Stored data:

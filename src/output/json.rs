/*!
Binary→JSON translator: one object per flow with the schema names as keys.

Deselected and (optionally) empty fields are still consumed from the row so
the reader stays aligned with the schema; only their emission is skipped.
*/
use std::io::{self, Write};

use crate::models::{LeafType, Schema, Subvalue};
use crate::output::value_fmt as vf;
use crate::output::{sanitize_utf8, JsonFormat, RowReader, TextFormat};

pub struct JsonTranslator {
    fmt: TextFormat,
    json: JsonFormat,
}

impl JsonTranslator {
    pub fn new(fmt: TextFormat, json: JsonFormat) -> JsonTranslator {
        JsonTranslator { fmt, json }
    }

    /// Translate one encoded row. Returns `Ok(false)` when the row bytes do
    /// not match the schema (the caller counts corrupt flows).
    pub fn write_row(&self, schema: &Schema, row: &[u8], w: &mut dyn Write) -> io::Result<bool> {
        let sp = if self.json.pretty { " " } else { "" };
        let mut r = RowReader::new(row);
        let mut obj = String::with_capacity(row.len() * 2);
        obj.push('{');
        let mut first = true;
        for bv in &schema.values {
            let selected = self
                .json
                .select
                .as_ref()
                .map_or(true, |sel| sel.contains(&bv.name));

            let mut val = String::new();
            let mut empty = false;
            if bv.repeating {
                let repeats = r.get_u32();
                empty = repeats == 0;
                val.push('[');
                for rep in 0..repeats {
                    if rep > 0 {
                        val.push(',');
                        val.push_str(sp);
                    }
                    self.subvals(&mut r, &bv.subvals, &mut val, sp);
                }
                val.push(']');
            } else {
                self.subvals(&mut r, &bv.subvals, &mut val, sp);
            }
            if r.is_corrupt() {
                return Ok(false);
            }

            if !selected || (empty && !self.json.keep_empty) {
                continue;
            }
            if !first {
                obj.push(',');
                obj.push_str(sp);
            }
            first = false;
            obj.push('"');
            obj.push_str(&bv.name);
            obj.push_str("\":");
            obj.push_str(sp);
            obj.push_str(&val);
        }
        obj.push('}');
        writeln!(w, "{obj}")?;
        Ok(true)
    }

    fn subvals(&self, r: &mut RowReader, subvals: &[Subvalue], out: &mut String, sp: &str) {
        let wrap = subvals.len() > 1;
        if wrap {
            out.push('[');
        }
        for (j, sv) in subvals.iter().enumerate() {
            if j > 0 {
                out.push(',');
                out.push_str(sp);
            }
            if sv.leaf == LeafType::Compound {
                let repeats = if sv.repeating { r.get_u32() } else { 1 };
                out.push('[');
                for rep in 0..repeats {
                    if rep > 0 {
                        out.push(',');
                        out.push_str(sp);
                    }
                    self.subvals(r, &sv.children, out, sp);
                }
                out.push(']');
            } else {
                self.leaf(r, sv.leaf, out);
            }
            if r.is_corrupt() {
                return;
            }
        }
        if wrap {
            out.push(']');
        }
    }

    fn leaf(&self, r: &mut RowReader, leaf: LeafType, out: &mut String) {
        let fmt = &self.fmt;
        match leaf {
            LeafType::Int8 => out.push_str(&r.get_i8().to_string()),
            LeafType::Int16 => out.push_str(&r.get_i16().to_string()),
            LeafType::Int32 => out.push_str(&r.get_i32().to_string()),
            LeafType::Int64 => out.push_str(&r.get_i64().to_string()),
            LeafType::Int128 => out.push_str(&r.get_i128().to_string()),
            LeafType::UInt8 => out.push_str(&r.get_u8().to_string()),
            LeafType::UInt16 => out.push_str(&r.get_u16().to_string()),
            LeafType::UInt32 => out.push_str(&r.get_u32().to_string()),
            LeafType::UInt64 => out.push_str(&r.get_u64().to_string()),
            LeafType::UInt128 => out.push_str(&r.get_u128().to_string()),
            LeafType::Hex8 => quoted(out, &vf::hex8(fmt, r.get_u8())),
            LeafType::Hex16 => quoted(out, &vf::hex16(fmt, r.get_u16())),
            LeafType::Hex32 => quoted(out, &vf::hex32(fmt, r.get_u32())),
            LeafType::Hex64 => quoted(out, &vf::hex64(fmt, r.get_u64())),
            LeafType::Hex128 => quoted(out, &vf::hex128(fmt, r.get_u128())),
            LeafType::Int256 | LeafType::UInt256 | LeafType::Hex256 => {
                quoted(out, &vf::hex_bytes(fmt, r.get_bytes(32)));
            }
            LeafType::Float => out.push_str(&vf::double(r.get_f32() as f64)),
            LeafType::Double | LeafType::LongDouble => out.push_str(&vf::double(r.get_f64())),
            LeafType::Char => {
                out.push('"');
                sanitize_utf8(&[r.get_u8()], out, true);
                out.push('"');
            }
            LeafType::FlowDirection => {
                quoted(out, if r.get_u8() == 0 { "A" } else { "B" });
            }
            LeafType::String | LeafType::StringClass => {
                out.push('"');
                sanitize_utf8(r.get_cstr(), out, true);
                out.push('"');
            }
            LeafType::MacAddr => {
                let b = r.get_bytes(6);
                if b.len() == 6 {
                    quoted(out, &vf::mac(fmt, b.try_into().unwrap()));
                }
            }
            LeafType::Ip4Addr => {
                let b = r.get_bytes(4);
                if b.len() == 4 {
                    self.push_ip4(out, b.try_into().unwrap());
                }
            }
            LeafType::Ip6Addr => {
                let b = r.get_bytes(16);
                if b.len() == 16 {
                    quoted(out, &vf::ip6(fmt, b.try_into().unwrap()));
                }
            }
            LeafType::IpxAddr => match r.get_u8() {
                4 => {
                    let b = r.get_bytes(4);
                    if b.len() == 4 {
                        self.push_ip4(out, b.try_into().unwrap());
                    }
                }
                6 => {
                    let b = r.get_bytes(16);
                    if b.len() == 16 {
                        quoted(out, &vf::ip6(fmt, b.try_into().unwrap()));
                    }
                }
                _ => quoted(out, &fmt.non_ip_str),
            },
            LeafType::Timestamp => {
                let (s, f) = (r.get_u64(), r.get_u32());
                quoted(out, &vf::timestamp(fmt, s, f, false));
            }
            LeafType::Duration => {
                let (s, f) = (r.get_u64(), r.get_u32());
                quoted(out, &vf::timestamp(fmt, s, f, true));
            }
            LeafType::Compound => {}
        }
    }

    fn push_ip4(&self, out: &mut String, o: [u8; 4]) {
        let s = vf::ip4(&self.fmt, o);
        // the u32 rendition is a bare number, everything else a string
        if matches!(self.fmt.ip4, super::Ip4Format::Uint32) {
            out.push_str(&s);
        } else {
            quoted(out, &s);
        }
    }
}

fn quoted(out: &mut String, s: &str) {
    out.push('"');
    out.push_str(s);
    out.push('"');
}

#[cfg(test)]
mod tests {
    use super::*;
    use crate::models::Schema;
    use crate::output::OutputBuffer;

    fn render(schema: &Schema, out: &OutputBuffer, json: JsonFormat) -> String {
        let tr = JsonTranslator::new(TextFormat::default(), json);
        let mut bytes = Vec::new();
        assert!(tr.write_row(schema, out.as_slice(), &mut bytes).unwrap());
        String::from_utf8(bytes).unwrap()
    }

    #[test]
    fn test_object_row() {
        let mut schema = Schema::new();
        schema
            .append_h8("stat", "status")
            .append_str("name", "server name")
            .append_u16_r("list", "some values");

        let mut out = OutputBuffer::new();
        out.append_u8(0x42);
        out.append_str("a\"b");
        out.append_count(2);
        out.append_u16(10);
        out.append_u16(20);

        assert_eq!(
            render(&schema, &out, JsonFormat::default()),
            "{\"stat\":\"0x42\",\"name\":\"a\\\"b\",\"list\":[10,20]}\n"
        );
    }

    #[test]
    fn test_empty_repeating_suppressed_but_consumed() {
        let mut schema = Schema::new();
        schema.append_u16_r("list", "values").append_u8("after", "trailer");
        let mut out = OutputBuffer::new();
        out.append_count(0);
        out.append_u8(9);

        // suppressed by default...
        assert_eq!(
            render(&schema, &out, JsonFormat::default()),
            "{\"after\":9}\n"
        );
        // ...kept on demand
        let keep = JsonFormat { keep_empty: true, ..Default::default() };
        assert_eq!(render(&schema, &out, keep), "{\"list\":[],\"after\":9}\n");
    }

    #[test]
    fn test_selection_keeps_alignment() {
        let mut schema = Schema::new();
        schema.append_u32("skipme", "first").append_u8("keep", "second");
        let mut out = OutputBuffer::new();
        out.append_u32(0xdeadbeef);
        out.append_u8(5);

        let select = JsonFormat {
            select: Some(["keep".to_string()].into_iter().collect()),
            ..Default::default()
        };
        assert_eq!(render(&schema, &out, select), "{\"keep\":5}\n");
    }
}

# Instructions to follow
Report every line of the data above that contains the string "unwrap" by copying it in full.

# Exercise solution
                    quoted(out, &vf::mac(fmt, b.try_into().unwrap()));
                    self.push_ip4(out, b.try_into().unwrap());
                    quoted(out, &vf::ip6(fmt, b.try_into().unwrap()));
                        self.push_ip4(out, b.try_into().unwrap());
                        quoted(out, &vf::ip6(fmt, b.try_into().unwrap()));
        assert!(tr.write_row(schema, out.as_slice(), &mut bytes).unwrap());
        String::from_utf8(bytes).unwrap()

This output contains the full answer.